Porém, com Cícero, a retórica retorna a sofística, e a definição aristotélica de retórica como recurso na busca pelo conhecimento cede lugar para o conceito de retórica estritamente ligado ao convencimento.

De acordo com Sebastiani[11], Cícero foi um dos primeiros a proporem que na produção do conhecimento histórico "[...] não se necessitam especificamente de experiência direta dos fatos narrados, e sim do conhecimento da maneira apropriada para narrá-lo".

Desse modo, a História, dada sua formação mais discursiva do que objetiva, passa a ser tratada como gênero literário.

Em Cícero, a retórica historiográfica concede lugar ao estilo, ao gosto e ao convencimento, em detrimento da verdade histórica[12]:

[...] um indivíduo conhecedor das práticas retóricas pode escrever tanto sobre o presente vivenciado quanto sobre o passado cuja maior ou menor escassez de vestígios condicionava a maior ou menor veracidade do relato. O método de trabalho do historiador não mais se centra no estabelecimento de uma verdade que corresponda diretamente à tradução literária de sua apreensão pessoal da realidade, mas à ueritas entendida em termos de fides, credibilidade emprestada à narrativa. Enquanto construção retórica, a verdade se situa no plano da plausibilidade que o leitor encontra no relato, e não necessariamente na exata correspondência entre realidade e discurso.

Em outras palavras, a retórica "empresta" à narrativa veracidade. Como não se pode chegar ao passado para confirmar os fatos, o uso retórico resolveria esse problema, preenchendo esse "vazio" com recursos lingüísticos, estilísticos, inferências, embelezamentos, etc. A verdade, desse modo, não estaria no fato histórico em si, mas na retórica que o concedia.

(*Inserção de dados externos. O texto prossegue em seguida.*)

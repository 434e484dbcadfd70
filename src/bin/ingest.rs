use anyhow::Result;
use clap::Parser;
use docdex::db::{migrate, Db};
use docdex::embeddings::HttpEmbedder;
use docdex::ingest::{scan_and_ingest, FileStatus, IngestOptions, Ingestor, ParserRegistry};
use docdex::scan::ScanOptions;
use docdex::Config;
use std::path::{Path, PathBuf};

#[derive(Parser, Debug)]
#[command(name = "ingest")]
#[command(about = "Scan a directory and ingest every matched document (dedup-aware)")]
struct Args {
    /// Directory to ingest; defaults to the configured watch directory
    #[arg(short, long)]
    dir: Option<PathBuf>,

    /// Glob pattern relative to the directory (e.g. "**/*.pdf")
    #[arg(short, long)]
    pattern: Option<String>,

    /// Extensions to include (repeatable), e.g. -e pdf -e docx
    #[arg(short, long = "ext")]
    extensions: Vec<String>,

    /// Do not descend into subdirectories
    #[arg(long)]
    no_recursive: bool,
}

#[tokio::main]
async fn main() -> Result<()> {
    env_logger::Builder::from_env(env_logger::Env::default().filter_or("RUST_LOG", "info")).init();

    let args = Args::parse();

    log::info!("Starting Docdex batch ingestion");

    let config = Config::load()?;
    log::info!("Watch directory: {}", config.watch_dir().display());
    log::info!("Database path: {}", config.db_path().display());

    let db = Db::new(config.db_path());
    let migrations_dir = Path::new("migrations");
    db.with_connection(|conn| migrate::run_migrations(conn, migrations_dir))
        .await?;

    let registry = ParserRegistry::from_config(&config.parser);
    let embedder = HttpEmbedder::from_config(&config.embeddings)?;
    let ingestor = Ingestor::new(&db, &registry, &embedder, &config);

    let root = args
        .dir
        .unwrap_or_else(|| config.watch_dir().to_path_buf());
    let scan_options = ScanOptions {
        extensions: (!args.extensions.is_empty())
            .then(|| args.extensions.iter().cloned().collect()),
        pattern: args.pattern.clone(),
        recursive: !args.no_recursive,
        compute_hash: false,
    };

    let report = scan_and_ingest(
        &ingestor,
        &root,
        &scan_options,
        &IngestOptions::from_config(&config),
    )
    .await?;

    log::info!("=== Batch Ingest Complete ===");
    log::info!("Files matched: {}", report.total);
    log::info!("  Success: {}", report.success);
    log::info!("  Skipped (already indexed): {}", report.skipped);
    log::info!("  Failed: {}", report.failed);
    for detail in report.details.iter().filter(|d| d.status == FileStatus::Error) {
        log::warn!(
            "  ✗ {}: {}",
            detail.file,
            detail.error.as_deref().unwrap_or("unknown error")
        );
    }

    Ok(())
}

Desnecessário é, então, dizer o quanto fictício pode ser uma história construída unicamente a partir dos embelezamentos fornecidos pela retórica ciceroniana.

De acordo com Sebastiani[13]: "Seguindo os preceitos de Cícero, o historiador comporta-se como exornator rerum (De oratore, II, 54), ou seja, embelezador de assuntos, o que lhe possibilita ater-se exclusivamente à composição da narrativa e não necessariamente na experiência [...]".

Desse modo, na historiografia retórica ciceroniana, que herdou a retórica sofistica grega, as intenções literárias tinham prioridade: "exigia-se que se respeitasse antes de tudo o lado artístico da obra, sua redução retórica, mesmo em detrimento da verdade e da exatidão históricas"[14].